In the COVID-19 era, most U.S. consumers believe they have an obligation to share personal health information to stop the spread of the coronavirus. However, only 44% would be willing to share their personal data with a national database, a MITRE study learned.

Only one-third of Americans would be willing to share their temperature, 29% their location, and one-fourth information about their chronic conditions.

The Harris Poll conducted the study among 2,065 U.S. adults 18 and over in mid-June 2020 to gauge peoples’ perspectives on health data and privacy.

Three-quarters of people in the U.S. believe that data privacy “is a thing of the past,” MITRE’s summary coined, with older people (Boomers and Seniors) most likely to feel that way.

The most-trusted parties people trust with their personal health information are doctors’ offices (86%), health insurers (75%), and medical researchers (72%), seen as the top health data stewards in the U.S. Fewer Americans trust social media companies, employers, and genealogy companies (like Ancestry and 23andMe) with their personal health data.

With yesterday’s news that Amazon is launching the Halo health tracker, and the sale in early August of Ancestry to Blackstone for $4.7 billion, the MITRE study is well-timed.

Given these findings, it is natural that consumers want control over those with whom their personal data is shared. If data are to be shared, U.S. adults look for some level of value-exchange: two in three consumers would exchange their data for safety, and 48% for convenience.

MITRE also found gaps in personal health information trust based on ethnicity, identifying a 10 to 20% gap between White, Black, and Hispanic Americans.

Last year, MITRE developed An Ethical Framework for the Use of Consumer-Generated Data in Health Care, to guide organizations holding peoples’ personal health information on how to be good data stewards and citizens. The table organizes the values and principles that underpin MITRE’s Framework, which emphasize peoples’ data rights, control, and self-determination.

Health Populi’s Hot Points:  “We all benefit from the robust sharing of our data, because insights that may benefit all of us can be garnered,” I quoted a Stanford faculty study in my book, HealthConsuming: From Health Consumer to Health Citizen.

But the Stanford researchers also warned that, as we all know too well, there are also nefarious forces at play who aren’t thinking about how to use data for insights into human health, but how to use it for manipulation.

This insight from the Stanford folks is in the last chapter of my book, titled “Becoming Health Citizens.”

Concerns about consumer-generated data and third-party data brokers’ and others’ potential to exploit the information outside of pure health care uses is not a new-new thing. I wrote about this challenge in 2014 in my report for California Health Care Foundation, Here’s Looking at You: How Personal Information Is Being Tracked and Used. Years ago, the Harvard Privacy Project led by Latanya Sweeney at the time had addressed privacy as, “the sword and the shield of public health.”

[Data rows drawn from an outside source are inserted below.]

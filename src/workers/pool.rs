use super::WorkerMessage;
use crate::cancel::CancelToken;
use crate::hash::HashVersion;
use crate::partition::Partitioner;
use crate::sample::SampleSet;
use crate::scan::{scan, Match, ScanMode, SearchBox};
use std::sync::mpsc;
use std::sync::Arc;
use std::thread;

/// `hw = clamp(hardwareConcurrency, 1, 16)`, then capped to 4 for
/// `classic` (more work per candidate, so the source deliberately caps
/// fan-out) and to the stripe count everywhere, per `spec.md` §4.6.
pub fn worker_count(hardware_concurrency: usize, version: HashVersion, x_count: u64) -> usize {
    let hw = hardware_concurrency.clamp(1, 16);
    let capped = match version {
        HashVersion::Classic => hw.min(4),
        HashVersion::Modern => hw,
    };
    (capped as u64).min(x_count.max(1)) as usize
}

/// The merged result of every worker's stripe.
#[derive(Debug, Clone, Default)]
pub struct WorkerPoolOutcome {
    pub matches: Vec<Match>,
    /// Sum of every worker's `done` counter. Kept as `u64` so it never
    /// silently truncates for boxes with `~10^10` candidates.
    pub done: u64,
    pub hit_cap: bool,
    pub cancelled: bool,
}

pub struct WorkerPool;

impl WorkerPool {
    /// Partitions `box_` into `n` stripes, runs one OS thread per
    /// stripe, and merges their results. `on_progress` is called from
    /// the calling thread as aggregated `(done, total)` pairs arrive;
    /// it may be invoked many times and from no particular stripe
    /// order, per `spec.md` §4.6's "progress messages from different
    /// workers may interleave freely."
    pub fn run(
        box_: &SearchBox,
        n: usize,
        set: Arc<SampleSet>,
        mode: ScanMode,
        match_cap: usize,
        cancel: CancelToken,
        mut on_progress: impl FnMut(u64, u64),
    ) -> WorkerPoolOutcome {
        let stripes = Partitioner::stripes(box_, n);
        let total: u64 = box_.candidate_count();
        let (tx, rx) = mpsc::channel::<WorkerMessage>();

        let handles: Vec<_> = stripes
            .into_iter()
            .enumerate()
            .map(|(id, stripe)| {
                let set = Arc::clone(&set);
                let cancel = cancel.clone();
                let tx = tx.clone();
                thread::spawn(move || {
                    let stripe_total = stripe.candidate_count();
                    let progress_tx = tx.clone();
                    let outcome = scan(&stripe, &set, mode, match_cap, &cancel, |done| {
                        let _ = progress_tx.send(WorkerMessage::Progress {
                            worker: id,
                            done,
                            total: stripe_total,
                        });
                    });
                    let _ = tx.send(WorkerMessage::Done {
                        worker: id,
                        matches: outcome.matches,
                        done: outcome.done,
                        total: stripe_total,
                        hit_cap: outcome.hit_cap,
                        cancelled: outcome.cancelled,
                    });
                })
            })
            .collect();

        // Drop our own sender so `rx` closes once every worker has sent
        // its `Done` message and its clone is dropped.
        drop(tx);

        let worker_totals = handles.len();
        let mut done_per_worker = vec![0u64; worker_totals];
        let mut outcome = WorkerPoolOutcome::default();
        let mut finished = 0usize;

        for message in rx {
            match message {
                WorkerMessage::Progress { worker, done, .. } => {
                    done_per_worker[worker] = done;
                    on_progress(done_per_worker.iter().sum(), total);
                }
                WorkerMessage::Done { worker, matches, done, hit_cap, cancelled, .. } => {
                    done_per_worker[worker] = done;
                    outcome.matches.extend(matches);
                    outcome.hit_cap |= hit_cap;
                    outcome.cancelled |= cancelled;
                    finished += 1;
                    if finished == worker_totals {
                        on_progress(done_per_worker.iter().sum(), total);
                    }
                }
            }
        }

        outcome.done = done_per_worker.iter().sum();

        for handle in handles {
            let _ = handle.join();
        }

        outcome
    }
}
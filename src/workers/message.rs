use crate::scan::Match;

/// What a worker reports back over its channel. `spec.md` §4.6 names
/// three message kinds (`start`, `progress`, `done`); `start` is the
/// closure captured when the thread is spawned, so only the two
/// messages that travel *from* the worker need a wire type here.
#[derive(Debug, Clone)]
pub enum WorkerMessage {
    /// Periodic, best-effort progress. Workers may interleave these
    /// freely; the pool aggregates additively.
    Progress {
        worker: usize,
        done: u64,
        total: u64,
    },
    /// Emitted exactly once per worker, at the end of its stripe.
    Done {
        worker: usize,
        matches: Vec<Match>,
        done: u64,
        total: u64,
        hit_cap: bool,
        cancelled: bool,
    },
}
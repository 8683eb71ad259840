//! Error taxonomy for sample construction and parameter validation.
//!
//! Grounded on `AleoNet-snarkOS`'s `consensus::error::ConsensusError`:
//! the teacher crate itself has no typed error enum (it propagates
//! `anyhow::Error` at CLI boundaries only), so this shape is imported
//! from elsewhere in the retrieval pack rather than invented.

use thiserror::Error;

#[derive(Error, Debug, Clone, PartialEq)]
pub enum SolverError {
    #[error("need at least 2 samples, got {0}")]
    InsufficientSamples(usize),

    #[error("invalid parameter: {0}")]
    InvalidParameter(String),
}
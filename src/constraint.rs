//! Per-plant axis masks and the dripstone plateau rule.

use serde::{Deserialize, Serialize};

/// The 12-bit axis mask selecting all three nibbles.
pub const MASK_XYZ: u16 = 0xFFF;
/// The 12-bit axis mask selecting only the x/z nibbles.
pub const MASK_XZ: u16 = 0xF0F;

#[derive(Debug, Clone, Copy, PartialEq, Eq, Hash, Serialize, Deserialize)]
pub enum FlowerKind {
    Dandelion,
    Poppy,
    BlueOrchid,
    Allium,
    AzureBluet,
    TulipRed,
    TulipOrange,
    TulipWhite,
    TulipPink,
    OxeyeDaisy,
    Cornflower,
    LilyOfTheValley,
    WitherRose,
    Torchflower,
    PinkPetals,
}

#[derive(Debug, Clone, Copy, PartialEq, Eq, Hash, Serialize, Deserialize)]
pub enum RootsKind {
    MangroveRoots,
    CrimsonRoots,
    WarpedRoots,
}

/// The closed catalog of plant kinds the solver understands.
///
/// Unknown kinds are not representable here; `spec.md` requires the
/// *model* to degrade gracefully for unknown kinds, which callers
/// implement by mapping unrecognized tokens to `PlantKind::Unknown`.
#[derive(Debug, Clone, Copy, PartialEq, Eq, Hash, Serialize, Deserialize)]
pub enum PlantKind {
    // XYZ family: vertical offset participates.
    ShortGrass,
    Fern,
    ShortDryGrass,
    TallDryGrass,
    SmallDripleaf,
    // XZ family: vertical offset is ignored.
    TallGrassBottom,
    TallGrassTop,
    LargeFernBottom,
    LargeFernTop,
    Bamboo,
    SugarCane,
    Seagrass,
    TallSeagrassBottom,
    TallSeagrassTop,
    SmallDripleafTop,
    MangrovePropagule,
    Flower(FlowerKind),
    PointedDripstone,
    Roots(RootsKind),
    /// Any token the catalog does not recognize. Per `spec.md` §4.2 this
    /// still yields a total result (`mask = MASK_XYZ`, `drip = false`);
    /// callers may reject it upstream, the model itself never fails.
    Unknown,
}

impl PlantKind {
    /// The 12-bit axis mask this kind's samples compare against.
    pub fn mask(self) -> u16 {
        match self {
            PlantKind::ShortGrass
            | PlantKind::Fern
            | PlantKind::ShortDryGrass
            | PlantKind::TallDryGrass
            | PlantKind::SmallDripleaf => MASK_XYZ,
            PlantKind::Unknown => MASK_XYZ,
            _ => MASK_XZ,
        }
    }

    /// Whether this kind's x/z nibbles collapse into plateau classes.
    pub fn is_dripstone(self) -> bool {
        matches!(self, PlantKind::PointedDripstone)
    }
}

The spider-web drawing from Sweeney’s privacy lab drew the many data flows that fall outside of the HIPAA law, a graphic drawn years before smartphones sensed GPS and wearable technologies became mainstream.

The concept of data well-being is emerging in the pandemic, as Americans’ trust with institutions — especially government and technology — has eroded when it comes to consumers wishing to keep their data secure and private. The bar chart illustrates this point, capturing how U.S. consumers felt in April 2020 about sharing personal data with tech companies and federal agencies. This Morning Consult poll revealed large gaps of trust, which did not bode well for America’s ability to implement a rigorous contact tracing program across the nation.

This month, JWT Intelligence discussed data well-being in a recent paper, noting that, “the impact of privacy issues isn’t clearly defined but is, instead, learned through pain and fear,” quoted form Joe Toscano who is founder of The Better Ethics and Consumer Outcomes Network (aka BEACON).

“Privacy is one of those issues that’s constantly humming in the back of people’s minds,” Joe told JWT. People seek more “digital sanctuaries” and protections that enable data security and peace of mind.

With that in mind, it’s time to re-visit the latest Gartner’s 2020 Hype Cycle for Emerging Technologies. The hype cycle curve is shown here, and the top five trends have implications for health care and digital citizenship. Among them, consider two:

  • Digital me, including digital passports, social distancing, and digital twins that represent people in physical and digital space; and,
  • Algorithmic trust.

Gartner explained that growing exposure to “fake news” and biased AI has moved to “algorithmic trust models” that promise to ensure data privacy and security, and effective tracking data assets (provenance). The objective here is to gain and hold the trust of consumers and partners.

Earning and keeping that trust will be paramount if the world, which includes the U.S., is to conquer the coronavirus and future pandemics. New research in The Lancet, published in a digital health issue for September 2020, looks into public perceptions on data sharing in the UK and USA. Their implications are unclear, the researchers conclude, reluctantly: “while the urgency of data science and AI is becoming increasingly evident as the COVID-19 outbreak grows globally, the crisis also imposes new risks to public privacy and data security.”

Health citizenship for Americans sits on several pillars, and data well-being is one of them.